Leemon’s letter later states that Eagle Harbor High School staff showed concern for the girl, keeping track of her whereabouts. However, Bainbridge High staff was “lax” in its oversight, a tort claim says.

The lawyer’s letter says the parents are entitled to damages for the loss of their parent-child relationship under the state’s wrongful death act and more.

The letter adds: The parents “had done everything possible to keep their daughter alive and were then faced with her school simply and without excuse losing track of her. This kind of pain is endless. The number of experiences these parents would have shared with their daughter but now will not is likewise endless.”

Leemon’s letter explains how the 15-year-old girl was kind, intelligent, warm and talented. Her many friends loved her and were grief-stricken. “This was a young woman who was loved and whose loss left a whole community bereft.”

He concludes by saying the family is willing to settle to avoid additional pain not only to them but to the BI community.

Bainbridge police recently refused Public Records Requests for information.

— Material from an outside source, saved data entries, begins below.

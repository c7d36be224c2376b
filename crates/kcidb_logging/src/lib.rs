//! Shared logging setup for KCIDB binaries.
//!
//! Logs always go to stderr. When a log directory is configured, a size-rotated
//! file copy is written as well (`<app>.log`, `<app>.log.1`, ...).

use anyhow::{Context, Result};
use std::fs::{self, File, OpenOptions};
use std::io::{self, Write};
use std::path::{Path, PathBuf};
use std::sync::{Arc, Mutex, MutexGuard};
use tracing_subscriber::fmt::MakeWriter;
use tracing_subscriber::{layer::SubscriberExt, util::SubscriberInitExt, EnvFilter, Layer};

const MAX_LOG_FILES: usize = 5;
const MAX_LOG_FILE_SIZE: u64 = 10 * 1024 * 1024;

/// Logging configuration shared by KCIDB binaries.
pub struct LogConfig<'a> {
    pub app_name: &'a str,
    /// 0 = warnings only, 1 = info, 2+ = debug.
    pub verbose: u8,
    pub log_dir: Option<PathBuf>,
}

/// Default `EnvFilter` directives for a verbosity level.
///
/// `RUST_LOG` always takes precedence over these.
pub fn default_filter(verbose: u8) -> &'static str {
    match verbose {
        0 => "warn",
        1 => "warn,kcidb_ingester=info,kcidb_store=info",
        _ => "info,kcidb_ingester=debug,kcidb_store=debug",
    }
}

fn build_filter(verbose: u8) -> EnvFilter {
    EnvFilter::try_from_default_env().unwrap_or_else(|_| EnvFilter::new(default_filter(verbose)))
}

/// Initialize tracing with stderr output and an optional rolling file writer.
pub fn init_logging(config: LogConfig<'_>) -> Result<()> {
    let file_layer = match config.log_dir {
        Some(dir) => {
            let writer = LogFileWriter::open(dir, config.app_name)?;
            Some(
                tracing_subscriber::fmt::layer()
                    .with_writer(writer)
                    .with_ansi(false)
                    .with_filter(build_filter(config.verbose)),
            )
        }
        None => None,
    };

    tracing_subscriber::registry()
        .with(file_layer)
        .with(
            tracing_subscriber::fmt::layer()
                .with_writer(std::io::stderr)
                .with_filter(build_filter(config.verbose)),
        )
        .try_init()
        .context("Failed to install tracing subscriber")?;

    Ok(())
}

/// `<stem>.log` and its older generations `<stem>.log.1` .. `<stem>.log.{keep-1}`.
struct LogGenerations {
    dir: PathBuf,
    stem: String,
    keep: usize,
}

impl LogGenerations {
    /// Generation 0 is the file being written.
    fn path(&self, generation: usize) -> PathBuf {
        match generation {
            0 => self.dir.join(format!("{}.log", self.stem)),
            n => self.dir.join(format!("{}.log.{n}", self.stem)),
        }
    }

    /// Drop the oldest generation and age every other one by one.
    fn shift(&self) -> io::Result<()> {
        ignore_missing(fs::remove_file(self.path(self.keep - 1)))?;
        for generation in (0..self.keep - 1).rev() {
            ignore_missing(fs::rename(self.path(generation), self.path(generation + 1)))?;
        }
        Ok(())
    }
}

fn ignore_missing(result: io::Result<()>) -> io::Result<()> {
    match result {
        Err(e) if e.kind() == io::ErrorKind::NotFound => Ok(()),
        other => other,
    }
}

/// Append-only log file that starts a new generation once `max_bytes` would
/// be exceeded. A single oversized write still lands in one file.
struct RotatingLog {
    generations: LogGenerations,
    max_bytes: u64,
    file: File,
    written: u64,
}

impl RotatingLog {
    fn open(dir: PathBuf, app_name: &str, keep: usize, max_bytes: u64) -> io::Result<Self> {
        fs::create_dir_all(&dir)?;
        let generations = LogGenerations {
            dir,
            stem: sanitize_name(app_name),
            keep: keep.max(1),
        };
        let (file, written) = open_append(&generations.path(0))?;
        let mut log = Self {
            generations,
            max_bytes,
            file,
            written,
        };
        if log.written > log.max_bytes {
            log.start_generation()?;
        }
        Ok(log)
    }

    fn start_generation(&mut self) -> io::Result<()> {
        self.file.flush()?;
        self.generations.shift()?;
        let (file, written) = open_append(&self.generations.path(0))?;
        self.file = file;
        self.written = written;
        Ok(())
    }
}

fn open_append(path: &Path) -> io::Result<(File, u64)> {
    let file = OpenOptions::new().create(true).append(true).open(path)?;
    let len = file.metadata()?.len();
    Ok((file, len))
}

impl Write for RotatingLog {
    fn write(&mut self, buf: &[u8]) -> io::Result<usize> {
        if self.written > 0 && self.written + buf.len() as u64 > self.max_bytes {
            self.start_generation()?;
        }
        let n = self.file.write(buf)?;
        self.written += n as u64;
        Ok(n)
    }

    fn flush(&mut self) -> io::Result<()> {
        self.file.flush()
    }
}

/// `MakeWriter` handing out handles to one shared [`RotatingLog`].
#[derive(Clone)]
struct LogFileWriter {
    log: Arc<Mutex<RotatingLog>>,
}

impl LogFileWriter {
    fn open(dir: PathBuf, app_name: &str) -> Result<Self> {
        let log = RotatingLog::open(dir, app_name, MAX_LOG_FILES, MAX_LOG_FILE_SIZE)
            .with_context(|| format!("Failed to open log file for {app_name}"))?;
        Ok(Self {
            log: Arc::new(Mutex::new(log)),
        })
    }

    fn lock(&self) -> MutexGuard<'_, RotatingLog> {
        // Losing the lock to a panic leaves a usable file handle behind.
        self.log.lock().unwrap_or_else(|poisoned| poisoned.into_inner())
    }
}

impl<'a> MakeWriter<'a> for LogFileWriter {
    type Writer = LogFileWriter;

    fn make_writer(&'a self) -> Self::Writer {
        self.clone()
    }
}

impl Write for LogFileWriter {
    fn write(&mut self, buf: &[u8]) -> io::Result<usize> {
        self.lock().write(buf)
    }

    fn flush(&mut self) -> io::Result<()> {
        self.lock().flush()
    }
}

/// Keep file names to `[A-Za-z0-9_-]`.
fn sanitize_name(name: &str) -> String {
    name.chars()
        .map(|ch| match ch {
            'a'..='z' | 'A'..='Z' | '0'..='9' | '-' | '_' => ch,
            _ => '_',
        })
        .collect()
}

But they did provide the information earlier to others, including the risk management pool, which did include those reports in its response.

The police reports say after the girl left the library and went missing about 30 friends and family, along with police, searched Sakai, Strawberry Hill and Cannery parks, along with Grand Forest, but could not find her.

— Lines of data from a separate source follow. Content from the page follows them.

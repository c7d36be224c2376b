//! Error taxonomy of the ingester.
//!
//! - [`ConfigError`]: fatal, raised before the ingestion loop starts.
//! - [`UploadError`]: recovered locally, the log excerpt stays inline.
//! - [`FileError`]: one file failed, it is quarantined and the loop goes on.
//! - [`SpoolError`]: a rename/remove/listing failed, logged and retried on the
//!   next iteration.

use crate::lifecycle::{SpoolEvent, SpoolState};
use kcidb_store::StoreError;
use std::io;
use std::path::PathBuf;
use thiserror::Error;

/// Startup configuration errors. Any of these aborts the process.
#[derive(Error, Debug)]
pub enum ConfigError {
    #[error("{name} environment variable not set")]
    MissingCredential { name: &'static str },

    #[error("Failed to create directory {path}: {source}")]
    CreateDir {
        path: PathBuf,
        #[source]
        source: io::Error,
    },

    #[error("{path} is not a directory")]
    NotADirectory { path: PathBuf },

    #[error("Directory {path} is not writable: {source}")]
    NotWritable {
        path: PathBuf,
        #[source]
        source: io::Error,
    },

    #[error("Failed to read trees file {path}: {source}")]
    TreesRead {
        path: PathBuf,
        #[source]
        source: io::Error,
    },

    #[error("Invalid trees file {path}: {message}")]
    TreesFormat { path: PathBuf, message: String },

    #[error("Invalid storage URL '{0}'")]
    StorageUrl(String),

    #[error("Store unavailable: {0}")]
    Store(#[from] StoreError),
}

/// Filesystem errors while moving files through the spool.
#[derive(Error, Debug)]
pub enum SpoolError {
    #[error("Failed to list spool directory {path}: {source}")]
    List {
        path: PathBuf,
        #[source]
        source: io::Error,
    },

    #[error("Failed to move {from} to {to}: {source}")]
    Move {
        from: PathBuf,
        to: PathBuf,
        #[source]
        source: io::Error,
    },

    #[error("Failed to remove {path}: {source}")]
    Remove {
        path: PathBuf,
        #[source]
        source: io::Error,
    },

    #[error("{0} is not a terminal spool state")]
    NotTerminal(SpoolState),
}

/// Rejected state machine step.
#[derive(Error, Debug, Clone, Copy, PartialEq, Eq)]
#[error("Invalid transition: {event:?} in state {state}")]
pub struct TransitionError {
    pub state: SpoolState,
    pub event: SpoolEvent,
}

/// Structural problems with a submission document.
#[derive(Error, Debug)]
pub enum SubmissionError {
    #[error("Invalid JSON: {0}")]
    Json(#[from] serde_json::Error),

    #[error("Submission is not a JSON object")]
    NotAnObject,

    #[error("{collection} is not an array of objects")]
    NotAnArray { collection: &'static str },
}

/// Blob storage upload failures. Never fatal.
#[derive(Error, Debug)]
pub enum UploadError {
    #[error("Upload request failed: {0}")]
    Transport(#[from] reqwest::Error),

    #[error("Upload rejected with status {status}: {body}")]
    Status { status: u16, body: String },
}

/// Schema validation/upgrade failures.
#[derive(Error, Debug, Clone, PartialEq, Eq)]
pub enum SchemaError {
    #[error("{path}: {message}")]
    Invalid { path: String, message: String },

    #[error("Unsupported schema version {major}.{minor}")]
    UnsupportedVersion { major: i64, minor: i64 },
}

impl SchemaError {
    pub fn invalid(path: impl Into<String>, message: impl Into<String>) -> Self {
        Self::Invalid {
            path: path.into(),
            message: message.into(),
        }
    }
}

/// Why a single spool file was quarantined.
#[derive(Error, Debug)]
pub enum FileError {
    #[error("Failed to read file: {0}")]
    Read(#[source] io::Error),

    #[error("Parse error: {0}")]
    Parse(#[source] SubmissionError),

    #[error("Tree name normalization failed: {0}")]
    Normalize(#[source] SubmissionError),

    #[error("Log excerpt externalization failed: {0}")]
    Externalize(#[source] SubmissionError),

    #[error("Schema validation failed: {0}")]
    Validate(#[source] SchemaError),

    #[error("Schema upgrade failed: {0}")]
    Upgrade(#[source] SchemaError),

    #[error("Store load failed: {0}")]
    Load(#[source] StoreError),
}

impl FileError {
    /// Pipeline stage the error came from, for log fields.
    pub fn stage(&self) -> &'static str {
        match self {
            FileError::Read(_) => "read",
            FileError::Parse(_) => "parse",
            FileError::Normalize(_) => "normalize",
            FileError::Externalize(_) => "externalize",
            FileError::Validate(_) => "validate",
            FileError::Upgrade(_) => "upgrade",
            FileError::Load(_) => "load",
        }
    }
}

A missing person report says she left school early and turned off her phone. The last outgoing text was Oct. 21 at almost 10 p.m. when she was at a haunted house with friends. Her parents told police she was in mental-health therapy and had good days and bad days.

A message from the school district at the time the girl went missing says: Bainbridge police and other law enforcement launched a wide search Tuesday for the girl after she went missing Monday morning after signing into the school’s library.

The community got involved in the search. A Facebook page was even set up called, “Bainbridge Island Searching for ———.”

Using cell phone records, police found the location. Police said she had died about 30 hours earlier.

A police report from that time says they checked the girl’s room and found drawings, paintings, poems, literature and journals depicting suicide. A notebook from her French class stated, “Today is my death day.”

The school district message continues saying the search was called off Tuesday night. “She has been a student in the Bainbridge Island School District since kindergarten and will be missed by staff and students throughout our community,” superintendent Peter Bang-Knudsen wrote.

Counseling staff from across the school district, as well as neighboring school districts, were available at the high school to support grieving students. Five counselors were available at BHS, and one at EEHS. Bainbridge Youth Services also provided counseling.

Despite Leemon’s letter about concern at BHS, at least one counselor in an email shows great care for the suicidal girl. She “is a sweet girl and works hard in school. She does appear high functioning, but know she is not good at asking for help when she needs it at this point.”

Another message from Bang-Knudsen to the community later on Nov. 9, 2017 says the district formed a task force to discuss “measures our school district and our community can do to help prevent suicides … You have my promise that BISD will continue to address students’ social and emotional health needs, including best strategies for suicide prevention.”

A Review obituary at the time says she was born March 25, 2002, in Bellevue and passed away Oct. 23, 2017. She will be remembered for her love and empathy of all animals. She loved the outdoors, taking walks on the beach and collecting shells, windsurfing at the Columbia Gorge, horseback riding, swimming, camping, hiking and backpacking with friends. She also was a young athlete who played select soccer for years, lacrosse and ran cross-country. She loved music and dabbled with violin, ukulele, guitar, piano and played trumpet at Sakai and Woodward. Mostly she was a free spirit who was loved and who loved, who is now free from her pain that she kept inside.

For her memorial service, local students made hundreds of cranes.